This article was reprinted in the the November 2018 Grapevine that focused on AA History.
In 1944, AA’s cofounder, Bill W., swings through California to lend a helping hand to the new groups
Just over one year ago, Bill made a two-month visit to the West Coast, one month of which was spent in Los Angeles and immediate environs. It therefore is natural that the 22 AA groups in the Los Angeles area should, at this time, reflect on some of the benefits reaped from his visit.
Ostensibly Bill did little or nothing here but tell us informally what he thought about AA, “how it happened” to him and how it worked elsewhere. He gave us no orders and left us no mandates. He proved a past master at dodging when a definite difficulty of a group was thrown into his lap for solution. His answer always ignored that problem but recounted how a group far away met a similar issue. That set the inquirer thinking and in most cases he solved the problem himself. The result was that Bill left us with a realization that he had tossed the ball right back to our pitcher, with a kindly hint that we play ball according to the AA rule book. And that seemed to work.
For it made us realize that, in our group problems, as in our alcoholic problems, our “stories are all the same.” And so we all set to work to play the game better.
One result is that 22 AA groups exist now in the area which had 14 when Bill was here. The membership then was about 700. Now it nears 2000.
We learned from Bill that AA is an answer to a universal need of mankind; that it cannot belong even to him, its founder, nor to any leader, or group of leaders; that it cannot be controlled by those who precede others in membership.
He taught us that only those have a right to AA who use it with the singleness of purpose for which it was founded and handed to us. He taught us that those whose ideas veer from AA ideals get off the beam and, sooner or later, fail in sobriety when they begin using substitutes instead of “practicing AA principles in all our affairs.”

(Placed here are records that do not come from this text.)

//! Static copy for the home page.
//!
//! Everything here is a compile-time constant: the page has no props and no
//! data source, so the same text renders every time.

use serde::Serialize;

use crate::routes::NavTarget;

/// Brand name shown in the document title and hero eyebrow.
pub const BRAND: &str = "MedConsult";

/// Hero headline, split so the accent part can be styled separately.
pub const HERO_TITLE: &str = "Get Expert Medical";
/// Highlighted tail of the headline.
pub const HERO_TITLE_ACCENT: &str = "Second Opinions";
/// Lead paragraph under the headline.
pub const HERO_LEAD: &str = "Connect with verified doctors and get professional medical consultations \
from the comfort of your home. Your health deserves expert attention.";

/// Feature grid heading.
pub const FEATURES_TITLE: &str = "Why patients choose us";
/// Subheading under [`FEATURES_TITLE`].
pub const FEATURES_DESCRIPTION: &str =
    "Specialist care without the waiting room, backed by doctors you can verify.";

/// "How it works" heading.
pub const STEPS_TITLE: &str = "How it works";
/// Subheading under [`STEPS_TITLE`].
pub const STEPS_DESCRIPTION: &str = "Three steps from question to answer.";

/// Closing call-to-action heading.
pub const CTA_TITLE: &str = "Ready to get a second opinion?";
/// Lead under [`CTA_TITLE`].
pub const CTA_DESCRIPTION: &str =
    "Join patients who made confident decisions about their health.";

/// A card in the feature grid.
#[derive(Debug, Clone, Copy, PartialEq, Eq, Serialize)]
pub struct Feature {
    /// Bootstrap Icons identifier, rendered as `bi bi-{icon}`.
    pub icon: &'static str,
    /// Card heading
    pub title: &'static str,
    /// One-sentence body
    pub description: &'static str,
}

/// A card in the "how it works" row. Its number is its 1-based position.
#[derive(Debug, Clone, Copy, PartialEq, Eq, Serialize)]
pub struct Step {
    /// Bootstrap Icons identifier
    pub icon: &'static str,
    /// Card heading
    pub title: &'static str,
    /// One-sentence body
    pub description: &'static str,
}

/// Visual weight of an affordance.
#[derive(Debug, Clone, Copy, PartialEq, Eq, Serialize)]
#[serde(rename_all = "lowercase")]
pub enum Variant {
    /// Solid brand colour, for the main hero action
    Primary,
    /// Outlined, for secondary actions
    Outline,
    /// Light on the coloured call-to-action band
    Light,
}

impl Variant {
    /// Bootstrap button classes for this variant.
    pub fn class(self) -> &'static str {
        match self {
            Variant::Primary => "btn btn-primary btn-lg",
            Variant::Outline => "btn btn-outline-primary btn-lg",
            Variant::Light => "btn btn-light btn-lg",
        }
    }
}

/// A control that issues a navigation intent when activated.
#[derive(Debug, Clone, Copy, PartialEq, Eq, Serialize)]
pub struct Affordance {
    /// Visible link text
    pub label: &'static str,
    /// Where activation navigates
    pub target: NavTarget,
    /// Button styling
    pub variant: Variant,
}

/// Feature grid cards, in display order.
pub const FEATURES: [Feature; 4] = [
    Feature {
        icon: "patch-check",
        title: "Verified Specialists",
        description: "Every doctor is licence-checked and board-certified before joining the platform.",
    },
    Feature {
        icon: "camera-video",
        title: "Online Consultations",
        description: "Meet your doctor over secure video or chat, wherever you are.",
    },
    Feature {
        icon: "shield-lock",
        title: "Private and Secure",
        description: "Medical records are encrypted in transit and at rest, and shared only with your doctor.",
    },
    Feature {
        icon: "clock-history",
        title: "Fast Turnaround",
        description: "Receive a written second opinion within days, not weeks.",
    },
];

/// "How it works" cards, in display order.
pub const STEPS: [Step; 3] = [
    Step {
        icon: "person-plus",
        title: "Create your account",
        description: "Sign up in minutes and tell us about your case.",
    },
    Step {
        icon: "search-heart",
        title: "Choose a doctor",
        description: "Browse verified specialists by field, language, and availability.",
    },
    Step {
        icon: "file-earmark-medical",
        title: "Get your opinion",
        description: "Share your records, consult, and receive a detailed written report.",
    },
];

/// Hero buttons: sign up, then browse doctors.
pub const HERO_ACTIONS: [Affordance; 2] = [
    Affordance {
        label: "Get Started",
        target: NavTarget::Register,
        variant: Variant::Primary,
    },
    Affordance {
        label: "Browse Doctors",
        target: NavTarget::Doctors,
        variant: Variant::Outline,
    },
];

/// The single call-to-action button.
pub const CTA_ACTION: Affordance = Affordance {
    label: "Create Your Account",
    target: NavTarget::Register,
    variant: Variant::Light,
};

#[cfg(test)]
mod tests {
    use super::*;

    #[test]
    fn fixed_card_counts() {
        assert_eq!(FEATURES.len(), 4);
        assert_eq!(STEPS.len(), 3);
    }

    #[test]
    fn affordances_point_at_external_pages() {
        let targets: Vec<_> = HERO_ACTIONS.iter().map(|a| a.target.href()).collect();
        assert_eq!(targets, ["/register", "/doctors"]);
        assert_eq!(CTA_ACTION.target.href(), "/register");
    }

    #[test]
    fn titles_are_unique() {
        let mut titles: Vec<_> = FEATURES.iter().map(|f| f.title).collect();
        titles.extend(STEPS.iter().map(|s| s.title));
        let total = titles.len();
        titles.sort_unstable();
        titles.dedup();
        assert_eq!(titles.len(), total);
    }
}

Bill remarked while here that sometimes he is startled when he regards the growth of AA and realizes that, while he started it all, he does not control it, and has no desire to. He sees that what he gave the world is the world’s to use. And if the man who needs it misuses it he does so to his own loss alone. No one can hurt AA fatally. No one can stop its growth.
Bill’s visit here made us AAs realize that we were free to form our own AA groups in direct affiliation with the New York Foundation and that no senior individual or group had district or territorial jurisdiction so long as the new group conformed to the Foundation’s requirements. We learned that, just as each member may interpret the program for himself (with honesty, of course), so each group may do the same, with the same requirement of honesty.
The result of this was courage for free development and lessening of friction by enabling any members, dissatisfied with the way their group was conducted, to join another group or launch a new group with persons they considered more congenial.
Bill convinced us of the universality of AA—that it is as unrestricted as is its need. He made us realize that us alcoholics out here are not California alcoholics, but just alcoholics, branded by a global, not a sectional, disease.
And this understanding has led to more intelligent methods of operating—to methods that are more tolerant of the opinions of others.
In other words, Bill gave us the principle that no one need have too great concern about Alcoholics Anonymous getting into “inexperienced hands.”
We learned, as Bill expressed it, that any good idea will work and any bad idea, when tried, will fail of its own weakness. One thing alone is a sine qua non in AA—honesty with ourselves. With it AA and its members are safe.